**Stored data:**
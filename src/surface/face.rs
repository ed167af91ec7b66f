//! Face records and face synthesis.

use super::element::{ElementKind, MAX_FACE_NODES};
use crate::error::{Result, SurfaceError};
use crate::mesh::{ElementId, ElementView, MeshIndex, NodeId};

/// One geometric face of an element, derived during a rebuild.
///
/// The populated node slots are kept sorted in descending order so that two
/// records over the same node set compare equal regardless of winding. Unused
/// slots hold [`NodeId::invalid`].
#[derive(Debug, Clone)]
pub struct FaceRecord<'a, I: MeshIndex = u32> {
    nodes: [NodeId<I>; MAX_FACE_NODES],
    size: usize,
    element: ElementView<'a, I>,
    kind: ElementKind,
    face_no: usize,
    /// Whether this face is suppressed as an internal face.
    pub hidden: bool,
}

impl<'a, I: MeshIndex> FaceRecord<'a, I> {
    /// Build face `face_no` (1-based) of an element of the given kind.
    pub fn new(kind: ElementKind, element: ElementView<'a, I>, face_no: usize) -> Result<Self> {
        let local = kind.face_nodes(face_no)?;
        let mut nodes = [NodeId::invalid(); MAX_FACE_NODES];
        for (slot, &l) in nodes.iter_mut().zip(local) {
            *slot = element.node(l);
        }
        nodes[..local.len()].sort_unstable_by(|a, b| b.cmp(a));

        Ok(Self {
            nodes,
            size: local.len(),
            element,
            kind,
            face_no,
            hidden: false,
        })
    }

    /// Sorted node slots, including the invalid padding.
    #[inline]
    pub fn slots(&self) -> &[NodeId<I>; MAX_FACE_NODES] {
        &self.nodes
    }

    /// The populated node slots, sorted descending.
    #[inline]
    pub fn nodes(&self) -> &[NodeId<I>] {
        &self.nodes[..self.size]
    }

    /// Declared face size: 3, 4 or 6.
    #[inline]
    pub fn size(&self) -> usize {
        self.size
    }

    /// 1-based local face number on the owning element.
    #[inline]
    pub fn face_no(&self) -> usize {
        self.face_no
    }

    /// Kind of the owning element.
    #[inline]
    pub fn kind(&self) -> ElementKind {
        self.kind
    }

    /// The owning element.
    #[inline]
    pub fn element(&self) -> ElementView<'a, I> {
        self.element
    }

    /// Id of the owning element.
    #[inline]
    pub fn element_id(&self) -> ElementId<I> {
        self.element.id
    }

    /// Whether `other` is the same face seen from a different element.
    ///
    /// Faces of one element never match each other.
    pub fn is_same_face(&self, other: &Self) -> bool {
        if self.element.id == other.element.id {
            return false;
        }
        self.size == other.size && self.nodes == other.nodes
    }

    /// The wound sub-triangles of this face, as element-local node indices.
    pub fn triangles(&self) -> Result<&'static [[usize; 3]]> {
        self.kind.face_triangles(self.face_no)
    }
}

/// Decompose a volume element into its faces.
///
/// Fails with [`SurfaceError::UnsupportedElement`] unless the element has 4, 8
/// or 10 nodes.
pub fn volume_faces<I: MeshIndex>(element: ElementView<'_, I>) -> Result<Vec<FaceRecord<'_, I>>> {
    let kind = ElementKind::volume(element.node_count()).ok_or(SurfaceError::UnsupportedElement {
        element: element.id.index(),
        node_count: element.node_count(),
    })?;
    (1..=kind.num_faces())
        .map(|face_no| FaceRecord::new(kind, element, face_no))
        .collect()
}

/// Wrap a native 2-D face element as a single face record.
///
/// Fails with [`SurfaceError::UnsupportedElement`] unless the element has 3, 4
/// or 6 nodes.
pub fn surface_face<I: MeshIndex>(element: ElementView<'_, I>) -> Result<FaceRecord<'_, I>> {
    let kind = ElementKind::surface(element.node_count()).ok_or(SurfaceError::UnsupportedElement {
        element: element.id.index(),
        node_count: element.node_count(),
    })?;
    FaceRecord::new(kind, element, 1)
}
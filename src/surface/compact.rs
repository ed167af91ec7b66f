//! Node compaction.
//!
//! Collects the distinct nodes of all visible faces, assigns each a dense slot
//! in ascending node-id order and writes the single-precision vertex buffer.

use std::collections::btree_map::Entry;
use std::collections::BTreeMap;

use nalgebra::Point3;

use super::face::FaceRecord;
use crate::error::{Result, SurfaceError};
use crate::mesh::{MeshIndex, MeshSource, NodeId};

/// Mapping from node handle to its slot in the vertex buffer.
#[derive(Debug, Clone, Default)]
pub struct NodeIndexMap<I: MeshIndex = u32> {
    slots: BTreeMap<NodeId<I>, i32>,
}

impl<I: MeshIndex> NodeIndexMap<I> {
    /// Slot of `node`, if it is part of the surface.
    #[inline]
    pub fn get(&self, node: NodeId<I>) -> Option<i32> {
        self.slots.get(&node).copied()
    }

    /// Number of distinct nodes.
    #[inline]
    pub fn len(&self) -> usize {
        self.slots.len()
    }

    /// Whether no node is mapped.
    #[inline]
    pub fn is_empty(&self) -> bool {
        self.slots.is_empty()
    }

    /// Nodes in slot order.
    pub fn nodes(&self) -> impl Iterator<Item = NodeId<I>> + '_ {
        self.slots.keys().copied()
    }
}

/// Compacted vertex data for a set of faces.
#[derive(Debug, Clone)]
pub struct CompactedNodes<I: MeshIndex = u32> {
    /// Node handle to slot.
    pub map: NodeIndexMap<I>,
    /// Vertex positions by slot.
    pub vertices: Vec<Point3<f32>>,
    /// Node handle by slot.
    pub nodes: Vec<NodeId<I>>,
}

/// Build the node index map and vertex buffer from the visible faces.
pub fn compact_nodes<I, M>(mesh: &M, faces: &[FaceRecord<'_, I>]) -> Result<CompactedNodes<I>>
where
    I: MeshIndex,
    M: MeshSource<I> + ?Sized,
{
    let mut positions: BTreeMap<NodeId<I>, Point3<f64>> = BTreeMap::new();
    for face in faces.iter().filter(|f| !f.hidden) {
        for &node in face.slots().iter().take_while(|n| n.is_valid()) {
            if let Entry::Vacant(entry) = positions.entry(node) {
                let p = mesh.node_position(node).ok_or(SurfaceError::MissingNode {
                    element: face.element_id().index(),
                    node: node.index(),
                })?;
                entry.insert(p);
            }
        }
    }

    if positions.len() > i32::MAX as usize {
        return Err(SurfaceError::IndexOverflow {
            count: positions.len(),
        });
    }

    let mut slots = BTreeMap::new();
    let mut vertices = Vec::with_capacity(positions.len());
    let mut nodes = Vec::with_capacity(positions.len());
    for (slot, (node, p)) in positions.into_iter().enumerate() {
        slots.insert(node, slot as i32);
        vertices.push(Point3::new(p.x as f32, p.y as f32, p.z as f32));
        nodes.push(node);
    }

    Ok(CompactedNodes {
        map: NodeIndexMap { slots },
        vertices,
        nodes,
    })
}
//! Error types for femsurf.
//!
//! This module defines all error types used throughout the library.

use thiserror::Error;

/// Result type alias using [`SurfaceError`].
pub type Result<T> = std::result::Result<T, SurfaceError>;

/// Errors that can occur while building meshes or extracting surfaces.
#[derive(Error, Debug, Clone, PartialEq, Eq)]
pub enum SurfaceError {
    /// A volume or face element has a node count with no known decomposition.
    #[error("element {element} has unsupported node count {node_count}")]
    UnsupportedElement {
        /// The element id.
        element: usize,
        /// The number of nodes on the element.
        node_count: usize,
    },

    /// A face record has a size that cannot be triangulated.
    #[error("face of element {element} has unsupported size {size}")]
    UnsupportedFaceSize {
        /// The owning element id.
        element: usize,
        /// The declared face size.
        size: usize,
    },

    /// A face number outside the range of the element's face table.
    #[error("element with {node_count} nodes has no face {face_no}")]
    InvalidFaceNumber {
        /// The node count of the owning element.
        node_count: usize,
        /// The 1-based face number.
        face_no: usize,
    },

    /// An element references a node the mesh cannot resolve.
    #[error("element {element} references unknown node {node}")]
    MissingNode {
        /// The element id.
        element: usize,
        /// The node id.
        node: usize,
    },

    /// More than two elements share one face.
    #[error("face shared by {} elements: {elements:?}", elements.len())]
    NonManifoldFace {
        /// Ids of every element carrying the face.
        elements: Vec<usize>,
    },

    /// The surface has more vertices than the index buffer can address.
    #[error("{count} surface vertices exceed the index range")]
    IndexOverflow {
        /// Number of distinct vertices.
        count: usize,
    },

    /// An element references a node index that does not exist.
    #[error("element {element} references invalid node index {node}")]
    InvalidNodeIndex {
        /// The element id.
        element: usize,
        /// The invalid node index.
        node: usize,
    },

    /// An element lists the same node more than once.
    #[error("element {element} is degenerate (has duplicate nodes)")]
    DegenerateElement {
        /// The element id.
        element: usize,
    },

    /// Two elements were registered with the same id.
    #[error("element id {id} is already in use")]
    DuplicateElementId {
        /// The repeated id.
        id: usize,
    },

    /// Invalid parameter value.
    #[error("invalid parameter: {name} = {value} ({reason})")]
    InvalidParameter {
        /// Parameter name.
        name: &'static str,
        /// The invalid value (as string).
        value: String,
        /// Reason the value is invalid.
        reason: &'static str,
    },
}

impl SurfaceError {
    /// Create an invalid parameter error.
    pub fn invalid_param<T: std::fmt::Display>(
        name: &'static str,
        value: T,
        reason: &'static str,
    ) -> Self {
        SurfaceError::InvalidParameter {
            name,
            value: value.to_string(),
            reason,
        }
    }
}

#[cfg(test)]
mod tests {
    use super::*;

    #[test]
    fn test_display() {
        let err = SurfaceError::UnsupportedElement {
            element: 7,
            node_count: 5,
        };
        assert_eq!(err.to_string(), "element 7 has unsupported node count 5");

        let err = SurfaceError::NonManifoldFace {
            elements: vec![1, 2, 3],
        };
        assert_eq!(err.to_string(), "face shared by 3 elements: [1, 2, 3]");
    }

    #[test]
    fn test_invalid_param() {
        let err = SurfaceError::invalid_param("cells", 0, "must be positive");
        assert_eq!(err.to_string(), "invalid parameter: cells = 0 (must be positive)");
    }
}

**DIRECTIONS:** Among the records above, find each line holding "value" and list it.

**WORKED SOLUTION:**
    /// Invalid parameter value.
    #[error("invalid parameter: {name} = {value} ({reason})")]
        /// The invalid value (as string).
        value: String,
        /// Reason the value is invalid.
        value: T,
            value: value.to_string(),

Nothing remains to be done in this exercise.